EXERCISE PROMPT >> What you give must be exactly the lines of the material from the first through the line that contains "speed 1–4 |", inclusive, and no others.

━━ DATA TO USE

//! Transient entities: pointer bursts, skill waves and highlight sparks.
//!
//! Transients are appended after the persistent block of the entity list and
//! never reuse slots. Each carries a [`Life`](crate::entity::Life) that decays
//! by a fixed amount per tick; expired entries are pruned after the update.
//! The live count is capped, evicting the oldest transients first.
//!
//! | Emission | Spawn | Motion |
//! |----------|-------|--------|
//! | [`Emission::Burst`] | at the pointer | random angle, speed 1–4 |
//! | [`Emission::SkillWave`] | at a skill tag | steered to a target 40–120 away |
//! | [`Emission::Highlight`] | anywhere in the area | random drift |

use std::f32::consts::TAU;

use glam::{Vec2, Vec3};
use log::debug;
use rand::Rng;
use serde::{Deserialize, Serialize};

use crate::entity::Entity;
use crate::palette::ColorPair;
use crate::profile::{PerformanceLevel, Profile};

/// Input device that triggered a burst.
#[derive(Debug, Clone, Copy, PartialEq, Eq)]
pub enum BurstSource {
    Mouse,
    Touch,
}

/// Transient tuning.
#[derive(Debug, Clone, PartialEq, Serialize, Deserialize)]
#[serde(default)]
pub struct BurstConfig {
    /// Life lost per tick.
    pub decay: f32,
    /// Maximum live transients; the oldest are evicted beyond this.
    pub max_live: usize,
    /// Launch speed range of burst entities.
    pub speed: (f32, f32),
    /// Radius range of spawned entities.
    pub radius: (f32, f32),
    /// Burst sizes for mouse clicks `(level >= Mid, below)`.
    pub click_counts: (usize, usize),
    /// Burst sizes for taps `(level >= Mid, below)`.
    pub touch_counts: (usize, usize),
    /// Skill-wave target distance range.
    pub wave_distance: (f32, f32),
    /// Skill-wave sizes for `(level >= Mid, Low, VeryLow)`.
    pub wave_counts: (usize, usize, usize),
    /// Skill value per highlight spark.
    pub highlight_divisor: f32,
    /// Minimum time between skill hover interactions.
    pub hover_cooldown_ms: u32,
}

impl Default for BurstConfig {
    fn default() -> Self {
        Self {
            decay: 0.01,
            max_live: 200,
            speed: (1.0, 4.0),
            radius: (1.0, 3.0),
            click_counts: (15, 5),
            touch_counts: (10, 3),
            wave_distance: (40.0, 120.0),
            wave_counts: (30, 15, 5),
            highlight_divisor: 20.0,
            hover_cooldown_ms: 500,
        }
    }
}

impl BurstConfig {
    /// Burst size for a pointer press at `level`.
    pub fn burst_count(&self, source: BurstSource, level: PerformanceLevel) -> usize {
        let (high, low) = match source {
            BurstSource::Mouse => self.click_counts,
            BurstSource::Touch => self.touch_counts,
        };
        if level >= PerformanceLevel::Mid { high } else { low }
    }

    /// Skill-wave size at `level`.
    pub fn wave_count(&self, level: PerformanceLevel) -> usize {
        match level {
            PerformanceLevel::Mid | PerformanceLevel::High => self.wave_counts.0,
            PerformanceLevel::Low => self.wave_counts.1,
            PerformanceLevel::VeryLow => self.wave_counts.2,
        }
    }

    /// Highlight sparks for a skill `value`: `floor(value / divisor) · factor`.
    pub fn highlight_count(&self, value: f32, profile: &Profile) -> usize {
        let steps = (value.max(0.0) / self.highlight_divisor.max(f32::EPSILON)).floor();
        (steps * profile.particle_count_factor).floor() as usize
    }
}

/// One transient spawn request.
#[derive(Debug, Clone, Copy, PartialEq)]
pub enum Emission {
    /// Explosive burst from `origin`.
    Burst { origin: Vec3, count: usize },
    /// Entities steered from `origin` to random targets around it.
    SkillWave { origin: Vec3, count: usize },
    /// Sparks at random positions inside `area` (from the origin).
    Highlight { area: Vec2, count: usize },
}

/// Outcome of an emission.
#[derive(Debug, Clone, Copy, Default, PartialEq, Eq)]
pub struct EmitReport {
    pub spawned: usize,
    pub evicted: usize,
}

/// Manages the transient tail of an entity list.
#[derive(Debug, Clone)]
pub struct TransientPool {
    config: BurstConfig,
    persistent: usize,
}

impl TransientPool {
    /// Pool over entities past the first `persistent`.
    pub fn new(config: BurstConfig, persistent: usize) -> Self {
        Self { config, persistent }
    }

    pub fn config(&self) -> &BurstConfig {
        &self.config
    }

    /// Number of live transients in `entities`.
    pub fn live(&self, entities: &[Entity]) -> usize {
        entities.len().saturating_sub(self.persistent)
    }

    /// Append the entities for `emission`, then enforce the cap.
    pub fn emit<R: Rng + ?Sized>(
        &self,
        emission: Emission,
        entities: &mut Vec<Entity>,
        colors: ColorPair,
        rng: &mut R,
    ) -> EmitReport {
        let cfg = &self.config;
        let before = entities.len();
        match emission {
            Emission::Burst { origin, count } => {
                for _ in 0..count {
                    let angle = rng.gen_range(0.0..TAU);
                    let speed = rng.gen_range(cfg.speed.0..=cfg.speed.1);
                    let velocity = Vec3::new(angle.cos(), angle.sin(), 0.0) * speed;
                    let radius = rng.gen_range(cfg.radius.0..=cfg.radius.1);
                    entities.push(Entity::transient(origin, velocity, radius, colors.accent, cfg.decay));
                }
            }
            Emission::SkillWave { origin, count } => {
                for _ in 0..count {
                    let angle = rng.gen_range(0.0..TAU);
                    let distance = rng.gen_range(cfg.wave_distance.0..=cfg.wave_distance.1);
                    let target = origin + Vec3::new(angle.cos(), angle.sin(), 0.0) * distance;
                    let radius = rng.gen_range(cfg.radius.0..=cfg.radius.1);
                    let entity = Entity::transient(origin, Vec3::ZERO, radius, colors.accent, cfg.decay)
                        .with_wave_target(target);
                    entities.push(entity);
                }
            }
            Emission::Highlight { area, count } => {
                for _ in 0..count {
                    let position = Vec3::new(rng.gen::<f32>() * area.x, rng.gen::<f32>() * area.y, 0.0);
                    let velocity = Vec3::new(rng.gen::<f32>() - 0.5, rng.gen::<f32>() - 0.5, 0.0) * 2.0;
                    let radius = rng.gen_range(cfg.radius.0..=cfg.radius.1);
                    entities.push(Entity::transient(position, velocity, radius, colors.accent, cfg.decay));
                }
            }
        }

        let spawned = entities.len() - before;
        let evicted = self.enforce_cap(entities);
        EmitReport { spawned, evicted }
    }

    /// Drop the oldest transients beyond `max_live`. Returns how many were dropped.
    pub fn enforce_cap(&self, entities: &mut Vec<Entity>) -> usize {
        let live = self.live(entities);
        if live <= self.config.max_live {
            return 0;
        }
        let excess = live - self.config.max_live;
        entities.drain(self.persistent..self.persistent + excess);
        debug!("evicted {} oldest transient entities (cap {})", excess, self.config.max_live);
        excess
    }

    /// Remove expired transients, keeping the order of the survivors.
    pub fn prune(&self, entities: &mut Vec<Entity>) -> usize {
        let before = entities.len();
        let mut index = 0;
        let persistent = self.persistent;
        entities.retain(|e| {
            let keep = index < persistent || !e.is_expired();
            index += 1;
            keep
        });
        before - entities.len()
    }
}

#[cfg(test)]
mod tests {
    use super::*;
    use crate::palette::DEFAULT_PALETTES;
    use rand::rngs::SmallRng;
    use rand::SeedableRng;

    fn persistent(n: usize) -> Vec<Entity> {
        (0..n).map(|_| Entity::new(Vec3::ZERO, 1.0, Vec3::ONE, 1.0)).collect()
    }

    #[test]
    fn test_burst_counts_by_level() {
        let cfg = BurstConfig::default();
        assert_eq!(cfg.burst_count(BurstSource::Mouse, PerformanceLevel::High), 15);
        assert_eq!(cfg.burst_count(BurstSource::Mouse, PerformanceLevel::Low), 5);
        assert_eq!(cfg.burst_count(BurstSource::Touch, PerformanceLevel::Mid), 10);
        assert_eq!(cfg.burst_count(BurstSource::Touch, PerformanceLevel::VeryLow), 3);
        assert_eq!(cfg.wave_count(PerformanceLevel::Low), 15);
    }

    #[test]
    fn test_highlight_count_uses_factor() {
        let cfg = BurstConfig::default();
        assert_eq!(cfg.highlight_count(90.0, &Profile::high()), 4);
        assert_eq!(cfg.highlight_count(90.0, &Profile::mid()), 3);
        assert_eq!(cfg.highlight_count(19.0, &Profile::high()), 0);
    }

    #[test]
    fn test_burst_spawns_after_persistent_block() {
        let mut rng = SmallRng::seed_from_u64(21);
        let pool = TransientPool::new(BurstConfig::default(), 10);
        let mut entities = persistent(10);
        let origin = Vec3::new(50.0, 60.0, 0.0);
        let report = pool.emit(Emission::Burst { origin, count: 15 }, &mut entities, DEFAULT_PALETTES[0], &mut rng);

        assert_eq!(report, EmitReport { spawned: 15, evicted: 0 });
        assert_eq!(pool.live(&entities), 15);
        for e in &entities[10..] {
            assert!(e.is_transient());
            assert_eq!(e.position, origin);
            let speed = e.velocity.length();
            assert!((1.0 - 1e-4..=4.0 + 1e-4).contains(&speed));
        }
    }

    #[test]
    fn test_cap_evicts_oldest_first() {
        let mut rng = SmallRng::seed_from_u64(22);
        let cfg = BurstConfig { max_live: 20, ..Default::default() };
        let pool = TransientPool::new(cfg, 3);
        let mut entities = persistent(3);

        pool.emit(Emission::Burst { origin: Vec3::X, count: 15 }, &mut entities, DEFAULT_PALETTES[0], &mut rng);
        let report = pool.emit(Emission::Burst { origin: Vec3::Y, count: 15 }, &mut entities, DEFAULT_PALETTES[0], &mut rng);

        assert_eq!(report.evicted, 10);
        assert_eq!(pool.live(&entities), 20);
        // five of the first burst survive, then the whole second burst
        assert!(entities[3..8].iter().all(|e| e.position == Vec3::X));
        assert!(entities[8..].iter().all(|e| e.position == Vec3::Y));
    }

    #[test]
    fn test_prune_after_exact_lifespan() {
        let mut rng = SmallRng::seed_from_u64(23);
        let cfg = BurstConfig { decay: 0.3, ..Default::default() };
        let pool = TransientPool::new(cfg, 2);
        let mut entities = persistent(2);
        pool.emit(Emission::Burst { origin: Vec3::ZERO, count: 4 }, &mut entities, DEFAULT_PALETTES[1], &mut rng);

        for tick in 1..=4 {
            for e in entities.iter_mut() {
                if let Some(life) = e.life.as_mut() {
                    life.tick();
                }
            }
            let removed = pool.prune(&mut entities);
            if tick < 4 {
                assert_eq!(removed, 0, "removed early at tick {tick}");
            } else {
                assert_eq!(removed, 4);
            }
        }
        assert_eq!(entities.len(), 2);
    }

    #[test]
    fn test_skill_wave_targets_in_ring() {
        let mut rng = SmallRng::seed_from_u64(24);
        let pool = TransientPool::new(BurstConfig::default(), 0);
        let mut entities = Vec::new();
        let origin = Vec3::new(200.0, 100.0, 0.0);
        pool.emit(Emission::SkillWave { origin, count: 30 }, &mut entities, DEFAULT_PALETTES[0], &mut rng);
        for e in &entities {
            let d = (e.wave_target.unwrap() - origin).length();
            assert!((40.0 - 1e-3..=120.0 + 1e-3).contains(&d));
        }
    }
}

━━━━

PROBLEM SOLUTION >>
//! Transient entities: pointer bursts, skill waves and highlight sparks.
//!
//! Transients are appended after the persistent block of the entity list and
//! never reuse slots. Each carries a [`Life`](crate::entity::Life) that decays
//! by a fixed amount per tick; expired entries are pruned after the update.
//! The live count is capped, evicting the oldest transients first.
//!
//! | Emission | Spawn | Motion |
//! |----------|-------|--------|
//! | [`Emission::Burst`] | at the pointer | random angle, speed 1–4 |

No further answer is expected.